Опомнился отставной солдат на опушке, лёжа ничком в траве, раскрыл ладонь - в руке кольцо зажато, камушки в нем, как глаза Ксении. Ах девка... Кольцо подарила, а сердце украла...
Где-то в далеке попел петух.
Изоха вздохнул с облегчением. Осмотрелся, всё родное вокруг, трава, деревья, всё настоящее.
Курить захотелось отчаянно, сунул руку за пазуху, там тряпица, развернул - серьги драгоценные поблёскивают. Стоял Апанас Изоха, таращился на неслыханное богатство, то-ли сон то-ли явь.
Услыхал журчание ручья, пошёл на звук, наклонился и долго пил студёную воду. Стал, было подниматься и замер.... Из чистой воды ручья на него смотрело совершенно другое лицо. Почти молодое, ни шрама, ни сединки в щетине небритой. Только морщинки у глаз остались!. Волосы русые как в 20 лет. Поднялся, потянулся Изоха и в теле чувствуется прежняя сила. Быка Изоха кулаком сваливал. "Вот и нашёл я то, чего желал всего на свете больше, молодость свою, и любовь ненаглядную, а ты нечистый, стало быть, с носом остался" - подумал про себя солдат и отправился потихоньку, дальние пути не выбирая, рассудив что серьезное дело лишь на свежую голову думать надобно, а что может быть серьезнее для мужика, чем женитьба?
День шёл Изоха, к вечеру догнал его крестьянин на телеге, груженной свежескошенным сеном.
- А ну, посторонись ка служивый!.
- А доброго здоровьичка тебе батя, сыновей работящих да плодовитых и внуков крепких! Добрый человек, табачок уважаешь? Закуривай!
- Куришь стало быть? Ну садись на телегу. Быстрее проедем. Ты то как тута очутился?.. А ты смотрю, издалека идёшь, ночевать - то здесь ни как нельзя. Парень ты крепкий... А сейчас покос, можешь у нас в деревне остановиться сыт будешь, да и с покосом поможешь. Не подросли сыновья-то ишшо.
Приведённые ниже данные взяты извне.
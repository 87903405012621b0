//! Resolution settings

use serde::{Deserialize, Serialize};
use std::collections::{BTreeMap, BTreeSet};
use veld_domain::value_objects::ResolutionOptions;

/// The resolution environment as written in configuration
///
/// Converts with `From` into the [`ResolutionOptions`] handed to the engine.
#[derive(Debug, Clone, Default, PartialEq, Eq, Serialize, Deserialize)]
#[serde(default)]
pub struct ResolutionSettings {
    /// Active profile names
    pub active_profiles: BTreeSet<String>,

    /// Promote every warning to an error
    pub strict: bool,

    /// Types known to exist outside the descriptor set
    pub available_types: BTreeSet<String>,

    /// Configuration properties for `Property` conditions and value injection
    pub properties: BTreeMap<String, String>,
}

impl From<ResolutionSettings> for ResolutionOptions {
    fn from(settings: ResolutionSettings) -> Self {
        Self {
            active_profiles: settings.active_profiles,
            properties: settings.properties,
            strict: settings.strict,
            available_types: settings.available_types,
        }
    }
}
//! Initialization Planner
//!
//! Kahn's topological sort of the eager subgraph merged with `depends_on`
//! hints. Ready components are taken by `(order, canonical index)`, so the
//! rank sequence only depends on the descriptor set.

use std::cmp::Reverse;
use std::collections::{BTreeSet, BinaryHeap};

use tracing::{debug, warn};
use veld_domain::entities::{Multiplicity, Scope};
use veld_domain::value_objects::{
    CyclePath, DiagnosticCode, Diagnostics, LifecycleOrder, PlannedComponent, ResolutionPlan,
};

use crate::cycles::{shortest_cycle, strongly_connected_components};
use crate::graph::ComponentGraph;
use crate::values::ResolvedValues;

/// Plans initialization ranks and lifecycle sequencing
pub struct InitializationPlanner<'a> {
    graph: &'a ComponentGraph,
}

impl<'a> InitializationPlanner<'a> {
    /// Planner over a resolved graph
    ///
    /// The graph is expected to be free of eager cycles; any cycle left
    /// during planning is blamed on `depends_on` hints.
    pub fn new(graph: &'a ComponentGraph) -> Self {
        Self { graph }
    }

    /// Build the resolution plan
    ///
    /// Returns `None` when ordering hints make a total order impossible.
    /// The plan carries no diagnostics; the engine attaches them.
    pub fn plan(&self, values: &ResolvedValues, diagnostics: &mut Diagnostics) -> Option<ResolutionPlan> {
        self.report_scope_warnings(diagnostics);
        let order = self.initialization_order(diagnostics)?;
        let last = order.len().saturating_sub(1);

        let components = order
            .iter()
            .enumerate()
            .map(|(rank, &index)| {
                let node = self.graph.node(index);
                PlannedComponent {
                    id: node.id.clone(),
                    scope: node.scope,
                    lazy: node.lazy,
                    init_rank: rank,
                    bindings: self
                        .graph
                        .edges_of(index)
                        .map(|edge| (edge.requirement, edge.binding.clone()))
                        .collect(),
                    values: values.get(&index).cloned().unwrap_or_default(),
                    lifecycle_order: LifecycleOrder {
                        activation_rank: rank,
                        teardown_rank: last - rank,
                        post_construct: node.lifecycle.post_construct.clone(),
                        pre_destroy: node.lifecycle.pre_destroy.clone(),
                    },
                }
            })
            .collect();

        Some(ResolutionPlan {
            components,
            diagnostics: Vec::new(),
        })
    }

    /// Component indices in initialization order
    pub fn initialization_order(&self, diagnostics: &mut Diagnostics) -> Option<Vec<usize>> {
        let prerequisites = self.prerequisites(diagnostics)?;
        let len = self.graph.len();

        let mut in_degree = vec![0usize; len];
        let mut dependents = vec![Vec::new(); len];
        for (node, required) in prerequisites.iter().enumerate() {
            in_degree[node] = required.len();
            for &prerequisite in required {
                dependents[prerequisite].push(node);
            }
        }

        let mut ready: BinaryHeap<Reverse<(i32, usize)>> = (0..len)
            .filter(|&i| in_degree[i] == 0)
            .map(|i| Reverse((self.graph.node(i).order, i)))
            .collect();
        let mut order = Vec::with_capacity(len);

        while let Some(Reverse((_, node))) = ready.pop() {
            order.push(node);
            for &dependent in &dependents[node] {
                in_degree[dependent] -= 1;
                if in_degree[dependent] == 0 {
                    ready.push(Reverse((self.graph.node(dependent).order, dependent)));
                }
            }
        }

        if order.len() == len {
            debug!(components = len, "Initialization order computed");
            return Some(order);
        }

        self.report_ordering_cycles(&prerequisites, diagnostics);
        None
    }

    /// Per component, the set of components that must initialize first
    fn prerequisites(&self, diagnostics: &mut Diagnostics) -> Option<Vec<BTreeSet<usize>>> {
        let mut prerequisites = vec![BTreeSet::new(); self.graph.len()];
        for edge in self.graph.edges().iter().filter(|e| self.graph.is_eager(e)) {
            prerequisites[edge.owner].extend(edge.targets.iter().copied().filter(|&t| t != edge.owner));
        }

        let mut valid = true;
        for (index, node) in self.graph.nodes().iter().enumerate() {
            for hint in &node.depends_on {
                if let Some(target) = self.graph.index_of(hint) {
                    prerequisites[index].insert(target);
                } else if self.graph.is_excluded(hint) {
                    warn!(component = %node.id, hint = %hint, "Ordering hint names an excluded component");
                    diagnostics.report(
                        DiagnosticCode::UnresolvedOrderingHint,
                        &node.id,
                        format!("depends_on '{hint}' ignored: component excluded by conditions"),
                    );
                } else {
                    diagnostics.report(
                        DiagnosticCode::InvalidOrderingConstraintError,
                        &node.id,
                        format!("depends_on '{hint}' names an unknown component"),
                    );
                    valid = false;
                }
            }
        }
        valid.then_some(prerequisites)
    }

    fn report_ordering_cycles(&self, prerequisites: &[BTreeSet<usize>], diagnostics: &mut Diagnostics) {
        let successors: Vec<Vec<usize>> = prerequisites
            .iter()
            .map(|set| set.iter().copied().collect())
            .collect();

        for component in strongly_connected_components(&successors) {
            let path = match component[..] {
                [single] if successors[single].contains(&single) => vec![single],
                [_] => continue,
                _ => shortest_cycle(&component, &successors),
            };
            let cycle = CyclePath::closed(path.iter().map(|&i| self.graph.node(i).id.clone()).collect());
            let anchor = &self.graph.node(path[0]).id;
            warn!(component = %anchor, %cycle, "Ordering hints form a cycle");
            diagnostics.report(
                DiagnosticCode::InvalidOrderingConstraintError,
                anchor,
                format!("depends_on hints form a cycle: {cycle}"),
            );
        }
    }

    /// Warnings about eager edges that defeat laziness or prototype scope
    fn report_scope_warnings(&self, diagnostics: &mut Diagnostics) {
        let mut reported = BTreeSet::new();
        for edge in self.graph.edges() {
            let owner = self.graph.node(edge.owner);
            for &target in edge.targets.iter().filter(|&&t| t != edge.owner) {
                let dependency = self.graph.node(target);
                if self.graph.is_eager(edge) && dependency.lazy {
                    let key = (edge.owner, target, DiagnosticCode::LazyDependencyNarrowing);
                    if reported.insert(key) {
                        diagnostics.report(
                            DiagnosticCode::LazyDependencyNarrowing,
                            &owner.id,
                            format!(
                                "eager component '{}' forces lazy component '{}' to initialize at startup",
                                owner.id, dependency.id
                            ),
                        );
                    }
                }
                if owner.scope == Scope::Singleton
                    && dependency.scope == Scope::Prototype
                    && edge.multiplicity != Multiplicity::Deferred
                {
                    let key = (edge.owner, target, DiagnosticCode::PrototypeInSingleton);
                    if reported.insert(key) {
                        diagnostics.report(
                            DiagnosticCode::PrototypeInSingleton,
                            &owner.id,
                            format!(
                                "singleton '{}' captures prototype '{}' through a direct reference",
                                owner.id, dependency.id
                            ),
                        );
                    }
                }
            }
        }
    }
}
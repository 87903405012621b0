//! Logging Tests

use veld_infrastructure::constants::{DEFAULT_LOG_LEVEL, LOG_MAX_FILES};
use veld_infrastructure::logging::{LoggingConfig, parse_log_level};
use tracing::Level;

#[test]
fn test_parse_log_level() {
    assert_eq!(parse_log_level("trace").unwrap(), Level::TRACE);
    assert_eq!(parse_log_level("debug").unwrap(), Level::DEBUG);
    assert_eq!(parse_log_level("INFO").unwrap(), Level::INFO);
    assert_eq!(parse_log_level("warn").unwrap(), Level::WARN);
    assert_eq!(parse_log_level("warning").unwrap(), Level::WARN);
    assert_eq!(parse_log_level("error").unwrap(), Level::ERROR);

    assert!(parse_log_level("verbose").is_err());
}

#[test]
fn test_logging_config_default() {
    let config = LoggingConfig::default();
    assert_eq!(config.level, DEFAULT_LOG_LEVEL);
    assert!(!config.json_format);
    assert!(config.file_output.is_none());
    assert_eq!(config.max_files, LOG_MAX_FILES);
}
Старшему только семь годков сравнялось. Не хорошее здесь место, парень, ох нехорошее. Зато луга знатные, косить то одна отрада! Но стога не ставим тут, ну его, скосить, просушить-ворошить, да вывести скорее. Я вот один с деревни не боюсь тут покос делать, но все равно, побыстрее бы справиться...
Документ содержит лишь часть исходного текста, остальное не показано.